Otro de los mitos populares es que hay noches que soñamos y otras que no. Algunas de las últimas investigaciones de la Universidad de California (UCLA) aseguran que cuando estamos durmiendo, se activan las mismas regiones del cerebro que se activan a la hora de recordar las cosas. Se ha demostrado que siempre soñamos, pero lo que ocurre es que no siempre podemos recordarlo, pues la memoria no los ‘archiva’, por así decirlo. De hecho, tan solo recordamos pequeños fragmentos de esas historias que nos han acompañado durante la noche.
Cierto es que el ser humano, a medida que envejece, duerme menos. Sin embargo, no se debe a que nuestro cuerpo no necesite tantas horas de sueño, sino que, lo que se va perdiendo es la habilidad para generar un sueño profundo y reparador. De hecho, este descanso perdido sigue saliendo caro para la salud física y mental de la persona. A medida que el cerebro envejece, las neuronas y los circuitos en las áreas que regulan el sueño se degradan lentamente, resultando en una menor cantidad de sueño lento o no REM. Según los investigadores del Laboratorio de Sueño y Neuroimagen en la Universidad de California en Berkeley (Estados Unidos), este cambio puede empezar a explicar el envejecimiento en sí.

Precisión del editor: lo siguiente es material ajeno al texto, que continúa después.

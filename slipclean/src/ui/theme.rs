//! Module for managing the colours of slipclean's stderr messages.
//!
//! A theme maps each kind of message to a foreground colour. Only the 16
//! named ANSI colours are supported. Themes are loaded from YAML files and
//! merged over the default theme, so a file only needs the entries it
//! changes.

use anyhow::{Context, Result, bail};
use owo_colors::AnsiColors;
use serde::{Deserialize, Serialize};
use std::collections::HashMap;
use std::fmt;
use std::path::Path;
use std::str::FromStr;

/// Type alias for the theme map, providing a consistent type definition.
pub type ThemeMap = HashMap<ThemeEntry, ThemeStyle>;

/// The different kinds of stderr output that can be styled.
#[derive(Debug, Clone, Copy, PartialEq, Eq, Hash, Deserialize, Serialize)]
#[serde(rename_all = "snake_case")]
pub enum ThemeEntry {
    /// General informational messages.
    Info,
    /// Warning messages.
    Warn,
    /// Error messages.
    Error,
    /// A unit rejected by validation.
    Rejected,
    /// The end-of-run summary line.
    Summary,
}

impl ThemeEntry {
    pub const ALL: [ThemeEntry; 5] = [
        ThemeEntry::Info,
        ThemeEntry::Warn,
        ThemeEntry::Error,
        ThemeEntry::Rejected,
        ThemeEntry::Summary,
    ];
}

/// Represents an ANSI color that can be used in the theme.
#[derive(Debug, Clone, PartialEq, Eq, Deserialize, Serialize)]
#[serde(untagged)]
pub enum ThemeColor {
    /// A named ANSI color (e.g., "red", "brightgreen").
    Named(String),
}

/// Error type for parsing an invalid `ThemeColor` string.
#[derive(Debug, Clone)]
pub struct ParseThemeColorError;

impl fmt::Display for ParseThemeColorError {
    fn fmt(&self, f: &mut fmt::Formatter) -> fmt::Result {
        write!(
            f,
            "Invalid theme color; expected one of: black, red, green, yellow, blue, \
            magenta, cyan, white, brightblack, brightred, brightgreen, brightyellow, \
            brightblue, brightmagenta, brightcyan, brightwhite."
        )
    }
}

impl std::error::Error for ParseThemeColorError {}

const NAMED_COLORS: [(&str, AnsiColors); 16] = [
    ("black", AnsiColors::Black),
    ("red", AnsiColors::Red),
    ("green", AnsiColors::Green),
    ("yellow", AnsiColors::Yellow),
    ("blue", AnsiColors::Blue),
    ("magenta", AnsiColors::Magenta),
    ("cyan", AnsiColors::Cyan),
    ("white", AnsiColors::White),
    ("brightblack", AnsiColors::BrightBlack),
    ("brightred", AnsiColors::BrightRed),
    ("brightgreen", AnsiColors::BrightGreen),
    ("brightyellow", AnsiColors::BrightYellow),
    ("brightblue", AnsiColors::BrightBlue),
    ("brightmagenta", AnsiColors::BrightMagenta),
    ("brightcyan", AnsiColors::BrightCyan),
    ("brightwhite", AnsiColors::BrightWhite),
];

fn lookup(name: &str) -> Option<AnsiColors> {
    NAMED_COLORS.iter().find(|(n, _)| *n == name).map(|(_, c)| *c)
}

impl FromStr for ThemeColor {
    type Err = ParseThemeColorError;

    fn from_str(s: &str) -> Result<Self, Self::Err> {
        let lower = s.to_lowercase();
        match lookup(&lower) {
            Some(_) => Ok(ThemeColor::Named(lower)),
            None => Err(ParseThemeColorError),
        }
    }
}

impl ThemeColor {
    /// Converts the colour into its `owo_colors::AnsiColors` value.
    ///
    /// Unknown names fall back to white; `load_from_file` rejects them up front.
    pub fn to_ansi_color(&self) -> AnsiColors {
        match self {
            ThemeColor::Named(name) => lookup(&name.to_lowercase()).unwrap_or(AnsiColors::White),
        }
    }
}

/// Represents the style configuration for a specific `ThemeEntry`.
#[derive(Debug, Clone, Default, PartialEq, Eq, Deserialize, Serialize)]
pub struct ThemeStyle {
    /// An optional `ThemeColor` to apply as the foreground color.
    pub fg: Option<ThemeColor>,
}

impl ThemeStyle {
    fn named(color: &str) -> Self {
        ThemeStyle {
            fg: Some(ThemeColor::Named(color.to_string())),
        }
    }

    /// Loads a theme from a YAML file on disk and merges it over the default theme.
    pub fn load_from_file<P: AsRef<Path>>(path: P) -> Result<ThemeMap> {
        let path = path.as_ref();
        let text = std::fs::read_to_string(path)
            .with_context(|| format!("Failed to read theme file {}", path.display()))?;
        let custom: ThemeMap = serde_yml::from_str(&text)
            .with_context(|| format!("Failed to parse theme file {}", path.display()))?;

        for (entry, style) in &custom {
            if let Some(ThemeColor::Named(name)) = &style.fg {
                if name.parse::<ThemeColor>().is_err() {
                    bail!("Theme entry {:?} in {}: {}", entry, path.display(), ParseThemeColorError);
                }
            }
        }

        let mut theme = Self::default_theme_map();
        theme.extend(custom);
        Ok(theme)
    }

    /// Returns the default theme map.
    pub fn default_theme_map() -> ThemeMap {
        ThemeMap::from([
            (ThemeEntry::Info, Self::named("white")),
            (ThemeEntry::Warn, Self::named("yellow")),
            (ThemeEntry::Error, Self::named("red")),
            (ThemeEntry::Rejected, Self::named("brightred")),
            (ThemeEntry::Summary, Self::named("brightblack")),
        ])
    }
}

/// Loads a theme configuration from a YAML file or returns the default theme.
pub fn build_theme_map(theme_path: Option<&Path>) -> Result<ThemeMap> {
    match theme_path {
        Some(path) => ThemeStyle::load_from_file(path),
        None => Ok(ThemeStyle::default_theme_map()),
    }
}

Así es. Más de uno de cada cuatro adultos (28%) ha sufrido insomnio como consecuencia del uso de móviles en la cama, según una nueva investigación del fabricante de smartphones OnePlus en Europa. El 97% de los millennials afirma haber sufrido insomnio por haberse quedado despiertos hasta muy tarde consultando el smartphone: son el grupo de edad más afectado. Entre las otras conclusiones del estudio, destaca que 1 de cada 6 personas (13%) de entre 18 y 34 años, utiliza el móvil entre las 11 de la noche y las 3 de la mañana. Eso sí, a más edad, menos posibilidades de caer en esta conducta. Sea como fuere, el dormitorio es el lugar de la casa donde más uso se hace del smartphone.